Tepeden tırnağa çürümüş tek adam rejimi topluma ağır bedeller ödetiyor. Cumhuriyet tarihinin en büyük yoksullaşma dalgası altında ezilirken, 6 Şubat depremleriyle acı ve kedere boğulduk. Ülkenin nasıl bir yıkıma sürüklendiği çeşitli boyutlarıyla sorgulanıyor ama bu sorgulamaya şu soruyla başlamak gerekiyor: Toplum örgütlü olsaydı, mesela sendikalar ve sosyalist örgütler güçlü şekilde siyasal alana girebilseydi ve emekçiler toplumu ilgilendiren konularda ortak tepki verebilseydi tek adam rejimi ülkeyi bir çıkmaza sürükleyebilir miydi?

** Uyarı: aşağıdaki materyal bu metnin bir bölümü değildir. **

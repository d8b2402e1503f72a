//! Roster domain module
//!
//! Everything that knows what an identifier means:
//! - Static code tables (branch, campus, year selector)
//! - Reading the identifier list from disk
//! - Branch/year filtering
//! - Decoding one identifier into a `Record`

mod error;
pub mod filter;
pub mod record;
pub mod source;
pub mod tables;

pub use error::LookupError;
pub use filter::{filter_identifiers, IdentifierQuery};
pub use record::{resolve_record, Record};
pub use source::read_identifiers;
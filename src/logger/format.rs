//! Access log format module
//!
//! Supports multiple log formats:
//! - `combined` (Apache/Nginx combined format)
//! - `common` (Common Log Format - CLF)
//! - `json` (one JSON object per line)
//! - Custom patterns with `$variables`

use chrono::{DateTime, Local};
use serde::Serialize;

const CLF_TIME: &str = "%d/%b/%Y:%H:%M:%S %z";

/// One served request, as written to the access log
#[derive(Debug, Clone, Serialize)]
pub struct AccessLogEntry {
    pub remote_addr: String,
    #[serde(serialize_with = "serialize_rfc3339")]
    pub time: DateTime<Local>,
    pub method: String,
    pub path: String,
    /// Raw query string (without leading ?)
    pub query: Option<String>,
    pub http_version: String,
    pub status: u16,
    pub body_bytes: usize,
    pub referer: Option<String>,
    pub user_agent: Option<String>,
    pub request_time_us: u64,
}

impl AccessLogEntry {
    /// Create a new access log entry stamped with the current local time
    pub fn new(remote_addr: String, method: String, path: String) -> Self {
        Self {
            remote_addr,
            time: Local::now(),
            method,
            path,
            query: None,
            http_version: "1.1".to_string(),
            status: 200,
            body_bytes: 0,
            referer: None,
            user_agent: None,
            request_time_us: 0,
        }
    }

    /// Format the entry; unrecognised format names are treated as custom patterns
    pub fn format(&self, format: &str) -> String {
        match format {
            "combined" => format!(
                "{} \"{}\" \"{}\"",
                self.format_common(),
                self.referer.as_deref().unwrap_or("-"),
                self.user_agent.as_deref().unwrap_or("-"),
            ),
            "common" => self.format_common(),
            "json" => serde_json::to_string(self).unwrap_or_default(),
            custom => self.format_custom(custom),
        }
    }

    fn request_uri(&self) -> String {
        match &self.query {
            Some(q) => format!("{}?{q}", self.path),
            None => self.path.clone(),
        }
    }

    /// `$remote_addr - - [$time_local] "$request" $status $body_bytes_sent`
    fn format_common(&self) -> String {
        format!(
            "{} - - [{}] \"{} {} HTTP/{}\" {} {}",
            self.remote_addr,
            self.time.format(CLF_TIME),
            self.method,
            self.request_uri(),
            self.http_version,
            self.status,
            self.body_bytes,
        )
    }

    /// Custom format with variable substitution
    ///
    /// Supported variables: `$remote_addr`, `$time_local`, `$time_iso8601`,
    /// `$request`, `$request_method`, `$request_uri`, `$status`,
    /// `$body_bytes_sent`, `$http_referer`, `$http_user_agent`,
    /// `$request_time` (seconds, 3 decimals).
    fn format_custom(&self, pattern: &str) -> String {
        let request_uri = self.request_uri();
        let request_line = format!("{} {} HTTP/{}", self.method, request_uri, self.http_version);
        #[allow(clippy::cast_precision_loss)]
        let request_time = self.request_time_us as f64 / 1_000_000.0;

        // Longer variables first: $request_time, $request_method and
        // $request_uri must be replaced before $request
        pattern
            .replace("$remote_addr", &self.remote_addr)
            .replace("$time_local", &self.time.format(CLF_TIME).to_string())
            .replace("$time_iso8601", &self.time.to_rfc3339())
            .replace("$request_time", &format!("{request_time:.3}"))
            .replace("$request_method", &self.method)
            .replace("$request_uri", &request_uri)
            .replace("$request", &request_line)
            .replace("$status", &self.status.to_string())
            .replace("$body_bytes_sent", &self.body_bytes.to_string())
            .replace("$http_referer", self.referer.as_deref().unwrap_or("-"))
            .replace("$http_user_agent", self.user_agent.as_deref().unwrap_or("-"))
    }
}

fn serialize_rfc3339<S: serde::Serializer>(
    time: &DateTime<Local>,
    serializer: S,
) -> Result<S::Ok, S::Error> {
    serializer.serialize_str(&time.to_rfc3339())
}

Eğer toplumsal duyarlılık gelişkin olsaydı her şey farklı olurdu. Nedir peki toplumsal duyarlılık? Her şeyden önce gerçekleşen olaylar arasında bağ kurmak ve bu olaylar karşısında kayıtsız kalmayarak sorumluluk almak, tepki vermek! Toplumsal duyarlılığın yüksek olduğu zamanlarda, insanın toplumun bir parçası olduğunu bilince çıkarması ve toplumun ortak sorunları temelinde harekete geçmesi daha kolaydır. Ancak sömürücü egemenler, bir toplumun içinde bulunduğu çağa ve yaşadığı sorunlara duyarlı olmasından hiç memnun olmazlar. Çünkü toplumun yüzde 99’u emekçidir ve oluşacak duyarlılık işçi sınıfının mücadelesinden bağımsız değildir. Burjuvazinin nezdinde (bakış açısında) toplumculuk aslında sosyalizmdir! Bu yüzden geçmişten beri egemenler, toplumculuğa saldırıp gözden düşürmeye çalışırlar.

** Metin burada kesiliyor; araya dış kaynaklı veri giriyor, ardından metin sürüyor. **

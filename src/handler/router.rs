//! Request routing dispatch module
//!
//! Entry point for HTTP request processing: method validation, path
//! matching, dispatch and access logging.

use crate::config::AppState;
use crate::handler::data::{self, DataParams};
use crate::http;
use crate::logger::{self, AccessLogEntry};
use http_body_util::Full;
use hyper::body::{Body, Bytes};
use hyper::header::{HeaderName, REFERER, USER_AGENT};
use hyper::{Method, Request, Response, Version};
use std::convert::Infallible;
use std::net::SocketAddr;
use std::sync::Arc;
use std::time::Instant;

/// The only routed path; matched exactly
pub const DATA_PATH: &str = "/data";

/// Main entry point for HTTP request handling
pub async fn handle_request<B>(
    req: Request<B>,
    state: Arc<AppState>,
    peer_addr: SocketAddr,
) -> Result<Response<Full<Bytes>>, Infallible> {
    let started = Instant::now();
    let response = route_request(&req, &state).await;

    if state.access_log_enabled() {
        let entry = access_entry(&req, &response, peer_addr, started);
        logger::log_access(&entry, &state.config.logging.access_log_format);
    }

    Ok(response)
}

async fn route_request<B>(req: &Request<B>, state: &AppState) -> Response<Full<Bytes>> {
    let method = req.method();
    let is_head = *method == Method::HEAD;

    if *method != Method::GET && !is_head {
        logger::log_warning(&format!("Method not allowed: {method}"));
        return http::build_405_response();
    }

    if req.uri().path() != DATA_PATH {
        return http::build_404_response();
    }

    let params = DataParams::from_query(req.uri().query());
    data::serve_data(&params, state.data_file(), is_head).await
}

fn access_entry<B>(
    req: &Request<B>,
    response: &Response<Full<Bytes>>,
    peer_addr: SocketAddr,
    started: Instant,
) -> AccessLogEntry {
    let header = |name: HeaderName| {
        req.headers()
            .get(name)
            .and_then(|v| v.to_str().ok())
            .map(ToString::to_string)
    };

    let mut entry = AccessLogEntry::new(
        peer_addr.ip().to_string(),
        req.method().to_string(),
        req.uri().path().to_string(),
    );
    entry.query = req.uri().query().map(ToString::to_string);
    entry.http_version = version_label(req.version()).to_string();
    entry.status = response.status().as_u16();
    entry.body_bytes = response
        .body()
        .size_hint()
        .exact()
        .map_or(0, |n| usize::try_from(n).unwrap_or(usize::MAX));
    entry.referer = header(REFERER);
    entry.user_agent = header(USER_AGENT);
    entry.request_time_us = u64::try_from(started.elapsed().as_micros()).unwrap_or(u64::MAX);
    entry
}

fn version_label(version: Version) -> &'static str {
    match version {
        Version::HTTP_09 => "0.9",
        Version::HTTP_10 => "1.0",
        Version::HTTP_2 => "2",
        Version::HTTP_3 => "3",
        _ => "1.1",
    }
}
//! Static code tables
//!
//! Each table is an ordered list of `(code, value)` pairs fixed at build time.
//! Forward lookup goes code → value; reverse lookup goes value → code and
//! returns the first code carrying that value.

/// Immutable code → value table
#[derive(Debug, Clone, Copy)]
pub struct CodeTable {
    entries: &'static [(&'static str, &'static str)],
}

impl CodeTable {
    pub const fn new(entries: &'static [(&'static str, &'static str)]) -> Self {
        Self { entries }
    }

    /// Value stored under `code`
    pub fn get(&self, code: &str) -> Option<&'static str> {
        self.entries
            .iter()
            .find(|(c, _)| *c == code)
            .map(|(_, v)| *v)
    }

    /// First code whose value equals `value`
    pub fn code_for(&self, value: &str) -> Option<&'static str> {
        self.entries
            .iter()
            .find(|(_, v)| *v == value)
            .map(|(c, _)| *c)
    }
}

/// Branch code → lowercase branch name
pub static BRANCHES: CodeTable = CodeTable::new(&[
    ("A1", "chemical"),
    ("A2", "civil"),
    ("A3", "eee"),
    ("A4", "mechanical"),
    ("A5", "bpharm"),
    ("A6", "???"),
    ("A7", "cs"),
    ("A8", "eni"),
    ("AA", "ece"),
    ("AB", "manu"),
    ("B1", "bio"),
    ("B2", "chem"),
    ("B3", "eco"),
    ("B4", "math"),
    ("B5", "phy"),
]);

/// Campus code → campus name
pub static CAMPUSES: CodeTable = CodeTable::new(&[
    ("P", "pilani"),
    ("G", "goa"),
    ("H", "hyderabad"),
]);

/// Year selector → 4-digit admission year
pub static YEARS: CodeTable = CodeTable::new(&[
    ("1", "2024"),
    ("2", "2023"),
    ("3", "2022"),
    ("4", "2021"),
    ("5", "2020"),
]);

/// Placeholder for codes missing from a table
pub const UNKNOWN: &str = "unknown";
// Server module entry point
// Listener creation, the accept loop and per-connection serving

pub mod connection;
pub mod listener;
pub mod signal;

// `loop` is a keyword, so the module is exposed as `server_loop`
#[path = "loop.rs"]
pub mod server_loop;

pub use listener::create_listener;
pub use server_loop::start_server_loop;
//! HTTP response building module
//!
//! Builders for every response the server sends. None of them panic: a
//! builder failure is logged and replaced by a bare response.

use http_body_util::Full;
use hyper::body::Bytes;
use hyper::ext::ReasonPhrase;
use hyper::{Response, StatusCode};
use serde::Serialize;

pub const CONTENT_TYPE_JSON: &str = "application/json";
pub const CONTENT_TYPE_TEXT: &str = "text/plain";

/// Build 200 response with pretty-printed (2-space) JSON body
pub fn build_json_response<T: Serialize>(body: &T, is_head: bool) -> Response<Full<Bytes>> {
    match serde_json::to_string_pretty(body) {
        Ok(json) => build_ok_response(json, CONTENT_TYPE_JSON, is_head),
        Err(e) => {
            log_error(&format!("Failed to serialize response: {e}"));
            Response::builder()
                .status(StatusCode::INTERNAL_SERVER_ERROR)
                .header("Content-Type", CONTENT_TYPE_JSON)
                .body(Full::new(Bytes::from(r#"{"error":"Internal server error"}"#)))
                .unwrap_or_else(|_| Response::new(Full::new(Bytes::from("Error"))))
        }
    }
}

/// Build 200 plain text response
pub fn build_text_response(content: String, is_head: bool) -> Response<Full<Bytes>> {
    build_ok_response(content, CONTENT_TYPE_TEXT, is_head)
}

fn build_ok_response(content: String, content_type: &str, is_head: bool) -> Response<Full<Bytes>> {
    let content_length = content.len();
    let body = if is_head {
        Bytes::new()
    } else {
        Bytes::from(content)
    };

    Response::builder()
        .status(StatusCode::OK)
        .header("Content-Type", content_type)
        .header("Content-Length", content_length)
        .body(Full::new(body))
        .unwrap_or_else(|e| {
            log_build_error("200", &e);
            Response::new(Full::new(Bytes::new()))
        })
}

/// Build 404 Not Found response for unknown paths
pub fn build_404_response() -> Response<Full<Bytes>> {
    Response::builder()
        .status(StatusCode::NOT_FOUND)
        .body(Full::new(Bytes::from("404 Not Found")))
        .unwrap_or_else(|e| {
            log_build_error("404", &e);
            Response::new(Full::new(Bytes::from("404 Not Found")))
        })
}

/// Build 404 response carrying `reason` as both reason phrase and body
pub fn build_not_found_response(reason: &'static str) -> Response<Full<Bytes>> {
    Response::builder()
        .status(StatusCode::NOT_FOUND)
        .header("Content-Type", CONTENT_TYPE_TEXT)
        .extension(ReasonPhrase::from_static(reason.as_bytes()))
        .body(Full::new(Bytes::from(reason)))
        .unwrap_or_else(|e| {
            log_build_error("404", &e);
            Response::new(Full::new(Bytes::from(reason)))
        })
}

/// Build 405 Method Not Allowed response
pub fn build_405_response() -> Response<Full<Bytes>> {
    Response::builder()
        .status(StatusCode::METHOD_NOT_ALLOWED)
        .header("Content-Type", CONTENT_TYPE_TEXT)
        .header("Allow", "GET, HEAD")
        .body(Full::new(Bytes::from("405 Method Not Allowed")))
        .unwrap_or_else(|e| {
            log_build_error("405", &e);
            Response::new(Full::new(Bytes::from("405 Method Not Allowed")))
        })
}

fn log_build_error(status: &str, error: &hyper::http::Error) {
    log_error(&format!("Failed to build {status} response: {error}"));
}

fn log_error(message: &str) {
    crate::logger::log_error(message);
}

#[cfg(test)]
mod tests {
    use super::*;
    use http_body_util::BodyExt;

    async fn body_string(resp: Response<Full<Bytes>>) -> String {
        let bytes = resp.into_body().collect().await.unwrap().to_bytes();
        String::from_utf8(bytes.to_vec()).unwrap()
    }

    #[tokio::test]
    async fn test_json_is_pretty_printed() {
        let resp = build_json_response(&serde_json::json!({ "id": ["a", "b"] }), false);
        assert_eq!(resp.status(), StatusCode::OK);
        assert_eq!(resp.headers()["Content-Type"], CONTENT_TYPE_JSON);
        assert_eq!(body_string(resp).await, "{\n  \"id\": [\n    \"a\",\n    \"b\"\n  ]\n}");
    }

    #[tokio::test]
    async fn test_head_keeps_length_drops_body() {
        let resp = build_text_response("abc\ndef".to_string(), true);
        assert_eq!(resp.headers()["Content-Length"], "7");
        assert_eq!(body_string(resp).await, "");
    }

    #[tokio::test]
    async fn test_not_found_reason_phrase() {
        let resp = build_not_found_response("ID Not Found");
        assert_eq!(resp.status(), StatusCode::NOT_FOUND);
        let reason = resp.extensions().get::<ReasonPhrase>().unwrap();
        assert_eq!(reason.as_bytes(), b"ID Not Found");
        assert_eq!(body_string(resp).await, "ID Not Found");
    }

    #[tokio::test]
    async fn test_plain_404_and_405() {
        let resp = build_404_response();
        assert_eq!(resp.status(), StatusCode::NOT_FOUND);
        assert_eq!(body_string(resp).await, "404 Not Found");

        let resp = build_405_response();
        assert_eq!(resp.status(), StatusCode::METHOD_NOT_ALLOWED);
        assert_eq!(resp.headers()["Allow"], "GET, HEAD");
    }
}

Oysa topluma ve toplumsallığa saldıranlar, aslında insanın varoluş biçimine saldırıyorlar. Ernest Hemingway’in meşhur Çanlar Kimin İçin Çalıyor romanının girişine aldığı John Donne’un şu şiiri ne kadar anlamlı: “Ada değildir insan, bütün de değildir tek başına; anakaranın bir parçası, okyanusun bir damlasıdır. (…) Bir insanın ölümüyle eksilirim ben, çünkü bir parçasıyım insanlığın; işte bundandır ki sorup durma çanların kimin için çaldığını; senin için çalıyor.” İnsan ne zaman kendi küçük dünyasından sıyrılıp toplum denen denizin içinde yaşadığını fark ederse, kendi çıkarının toplumun çıkarından geçtiğini anlarsa o zaman toplumsal duyarlılık kazanır. Kapitalizmde ölüm çanlarının kendisi ve ailesiyle birlikte tüm emekçiler için çaldığını anladığında toplumsal duyarlılığın bir zorunluluk olduğunu kavrar. Mesela deprem felaketini düşünelim. Gündelik yaşamın koşturmacası içinde bireysel sorunlarla boğuşan milyonlarca insan, 6 Şubat sabahı büyük bir toplumsal yıkıma uyandı. Sonrasında ise ülkenin dört bir yanındaki emekçilerin deprem bölgesine yardım ulaştırmak için seferber olduğunu, büyük bir toplumsal dayanışma yaşandığını hep birlikte gördük. Ya da greve çıkan işçileri düşünelim. Çoğu işçi yıllarca aynı fabrikada olmasına rağmen çalışma arkadaşlarını tanımadığını, greve çıktıktan sonra ise koca bir aile olduklarını söyler. Aynı sorunlarla boğuşan işçiler, grev ve direniş okuluna girdikten sonra bireysel düşünceden çıkıp toplumsal hareket çizgisine gelir, duyarlılık kazanırlar.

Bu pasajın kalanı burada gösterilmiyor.